__TASK TO CARRY OUT__
Up to and including the line with "the missing-description policy", return every line from the start of the entries below exactly.

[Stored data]
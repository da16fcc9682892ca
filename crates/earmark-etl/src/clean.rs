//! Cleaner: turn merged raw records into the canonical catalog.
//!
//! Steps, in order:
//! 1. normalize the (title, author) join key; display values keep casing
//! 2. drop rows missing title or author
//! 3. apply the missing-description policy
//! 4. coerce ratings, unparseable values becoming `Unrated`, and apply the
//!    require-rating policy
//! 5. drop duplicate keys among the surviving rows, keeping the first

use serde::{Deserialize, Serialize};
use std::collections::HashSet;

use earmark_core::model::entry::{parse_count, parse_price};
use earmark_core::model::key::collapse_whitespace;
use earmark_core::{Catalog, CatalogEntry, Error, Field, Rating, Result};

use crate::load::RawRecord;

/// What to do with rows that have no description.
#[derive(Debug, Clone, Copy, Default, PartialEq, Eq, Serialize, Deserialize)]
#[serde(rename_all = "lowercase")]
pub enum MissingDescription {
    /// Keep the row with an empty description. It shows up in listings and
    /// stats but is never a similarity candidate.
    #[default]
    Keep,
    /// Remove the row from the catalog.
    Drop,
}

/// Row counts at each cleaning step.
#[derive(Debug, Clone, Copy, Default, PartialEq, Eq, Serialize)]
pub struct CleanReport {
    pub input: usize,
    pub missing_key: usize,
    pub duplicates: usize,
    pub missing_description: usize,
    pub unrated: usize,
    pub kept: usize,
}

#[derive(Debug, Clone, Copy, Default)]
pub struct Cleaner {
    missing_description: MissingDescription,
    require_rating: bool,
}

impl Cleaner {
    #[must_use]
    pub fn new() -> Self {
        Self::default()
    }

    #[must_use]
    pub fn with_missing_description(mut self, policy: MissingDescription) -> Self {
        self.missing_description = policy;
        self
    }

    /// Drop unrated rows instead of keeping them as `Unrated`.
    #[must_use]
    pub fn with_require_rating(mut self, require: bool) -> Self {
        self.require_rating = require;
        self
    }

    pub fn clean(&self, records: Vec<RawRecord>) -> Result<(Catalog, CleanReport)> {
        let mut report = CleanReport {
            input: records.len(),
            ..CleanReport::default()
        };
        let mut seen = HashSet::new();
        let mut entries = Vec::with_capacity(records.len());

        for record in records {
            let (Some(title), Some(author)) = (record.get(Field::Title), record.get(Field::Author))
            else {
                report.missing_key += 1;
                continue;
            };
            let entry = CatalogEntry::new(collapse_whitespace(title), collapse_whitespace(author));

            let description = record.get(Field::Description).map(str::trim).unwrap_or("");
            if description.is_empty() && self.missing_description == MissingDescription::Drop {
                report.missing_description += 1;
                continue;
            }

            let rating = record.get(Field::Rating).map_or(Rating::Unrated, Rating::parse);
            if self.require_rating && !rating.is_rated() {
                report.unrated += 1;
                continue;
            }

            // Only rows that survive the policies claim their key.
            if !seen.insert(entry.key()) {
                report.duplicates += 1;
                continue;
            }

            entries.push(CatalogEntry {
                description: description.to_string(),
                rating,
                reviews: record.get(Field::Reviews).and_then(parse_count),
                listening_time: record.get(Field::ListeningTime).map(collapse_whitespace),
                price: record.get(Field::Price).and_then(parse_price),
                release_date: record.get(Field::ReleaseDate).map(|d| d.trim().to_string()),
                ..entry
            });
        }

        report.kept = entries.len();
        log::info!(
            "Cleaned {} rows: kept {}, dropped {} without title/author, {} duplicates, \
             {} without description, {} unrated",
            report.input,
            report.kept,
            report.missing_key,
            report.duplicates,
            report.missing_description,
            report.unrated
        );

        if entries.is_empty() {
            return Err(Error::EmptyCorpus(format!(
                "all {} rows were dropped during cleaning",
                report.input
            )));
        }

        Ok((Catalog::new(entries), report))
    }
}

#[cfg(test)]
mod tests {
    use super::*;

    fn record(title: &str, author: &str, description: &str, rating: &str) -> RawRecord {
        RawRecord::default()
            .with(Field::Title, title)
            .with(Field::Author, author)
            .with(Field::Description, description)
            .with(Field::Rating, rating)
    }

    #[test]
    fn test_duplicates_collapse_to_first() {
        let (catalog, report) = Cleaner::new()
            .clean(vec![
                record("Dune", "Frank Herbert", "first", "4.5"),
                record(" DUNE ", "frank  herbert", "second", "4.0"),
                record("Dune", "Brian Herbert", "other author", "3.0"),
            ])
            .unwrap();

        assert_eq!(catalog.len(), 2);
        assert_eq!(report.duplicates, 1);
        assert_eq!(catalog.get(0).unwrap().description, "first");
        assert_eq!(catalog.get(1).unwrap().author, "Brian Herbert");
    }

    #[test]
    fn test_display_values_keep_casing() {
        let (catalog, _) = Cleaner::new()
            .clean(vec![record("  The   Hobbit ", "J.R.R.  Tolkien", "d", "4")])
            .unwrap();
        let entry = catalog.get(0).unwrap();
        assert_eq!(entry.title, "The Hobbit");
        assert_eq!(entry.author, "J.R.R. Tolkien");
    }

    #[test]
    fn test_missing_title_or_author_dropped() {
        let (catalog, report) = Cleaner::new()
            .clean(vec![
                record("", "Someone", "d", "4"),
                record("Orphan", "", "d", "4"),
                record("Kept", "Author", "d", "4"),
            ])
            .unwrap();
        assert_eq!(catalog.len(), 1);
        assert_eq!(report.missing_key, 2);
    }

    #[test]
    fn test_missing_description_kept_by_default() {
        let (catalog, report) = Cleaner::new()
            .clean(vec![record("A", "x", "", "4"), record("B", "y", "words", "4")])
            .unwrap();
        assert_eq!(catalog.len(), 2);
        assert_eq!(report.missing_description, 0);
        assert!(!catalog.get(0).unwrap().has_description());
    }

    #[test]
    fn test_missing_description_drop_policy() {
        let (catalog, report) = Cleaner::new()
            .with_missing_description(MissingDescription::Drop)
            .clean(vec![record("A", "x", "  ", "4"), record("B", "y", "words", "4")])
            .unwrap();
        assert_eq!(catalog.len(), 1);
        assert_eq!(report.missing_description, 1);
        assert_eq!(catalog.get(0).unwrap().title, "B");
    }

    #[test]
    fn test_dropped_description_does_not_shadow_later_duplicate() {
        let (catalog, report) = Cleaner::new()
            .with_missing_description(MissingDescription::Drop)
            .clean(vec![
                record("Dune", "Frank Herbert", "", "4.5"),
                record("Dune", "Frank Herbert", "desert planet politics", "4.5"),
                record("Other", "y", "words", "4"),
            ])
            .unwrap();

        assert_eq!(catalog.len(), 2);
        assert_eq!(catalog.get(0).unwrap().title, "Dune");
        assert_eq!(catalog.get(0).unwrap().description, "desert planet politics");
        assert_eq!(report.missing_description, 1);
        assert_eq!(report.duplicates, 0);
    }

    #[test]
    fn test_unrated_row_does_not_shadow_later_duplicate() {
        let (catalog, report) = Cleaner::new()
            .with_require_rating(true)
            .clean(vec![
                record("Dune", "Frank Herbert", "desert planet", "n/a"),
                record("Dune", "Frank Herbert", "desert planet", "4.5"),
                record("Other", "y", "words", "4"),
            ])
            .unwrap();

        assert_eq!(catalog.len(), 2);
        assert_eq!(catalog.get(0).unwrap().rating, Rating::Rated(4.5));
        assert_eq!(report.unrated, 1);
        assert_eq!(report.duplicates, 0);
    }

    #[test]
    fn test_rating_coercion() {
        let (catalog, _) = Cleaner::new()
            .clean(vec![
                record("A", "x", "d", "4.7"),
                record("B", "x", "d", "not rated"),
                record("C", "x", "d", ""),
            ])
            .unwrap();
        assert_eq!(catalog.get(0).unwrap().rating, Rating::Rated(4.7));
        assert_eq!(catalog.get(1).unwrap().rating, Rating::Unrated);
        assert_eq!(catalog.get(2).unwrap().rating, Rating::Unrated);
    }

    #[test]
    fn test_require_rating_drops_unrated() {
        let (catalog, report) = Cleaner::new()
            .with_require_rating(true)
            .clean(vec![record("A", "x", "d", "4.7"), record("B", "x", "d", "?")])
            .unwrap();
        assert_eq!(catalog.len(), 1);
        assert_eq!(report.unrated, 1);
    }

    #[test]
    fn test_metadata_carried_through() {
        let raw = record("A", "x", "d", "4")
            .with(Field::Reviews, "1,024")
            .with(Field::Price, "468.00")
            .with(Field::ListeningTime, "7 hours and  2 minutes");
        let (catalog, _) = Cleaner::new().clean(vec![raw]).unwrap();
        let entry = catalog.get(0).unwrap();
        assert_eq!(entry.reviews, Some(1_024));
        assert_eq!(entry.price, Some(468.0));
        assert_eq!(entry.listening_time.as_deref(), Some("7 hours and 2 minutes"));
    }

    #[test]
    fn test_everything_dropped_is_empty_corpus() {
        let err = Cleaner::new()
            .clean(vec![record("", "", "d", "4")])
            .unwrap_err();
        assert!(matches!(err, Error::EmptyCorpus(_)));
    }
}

__YOUR RESPONSE__
repository da16fcc9682892ca
filename crates/earmark-etl/src/clean.rs
//! Cleaner: turn merged raw records into the canonical catalog.
//!
//! Steps, in order:
//! 1. normalize the (title, author) join key; display values keep casing
//! 2. drop rows missing title or author
//! 3. apply the missing-description policy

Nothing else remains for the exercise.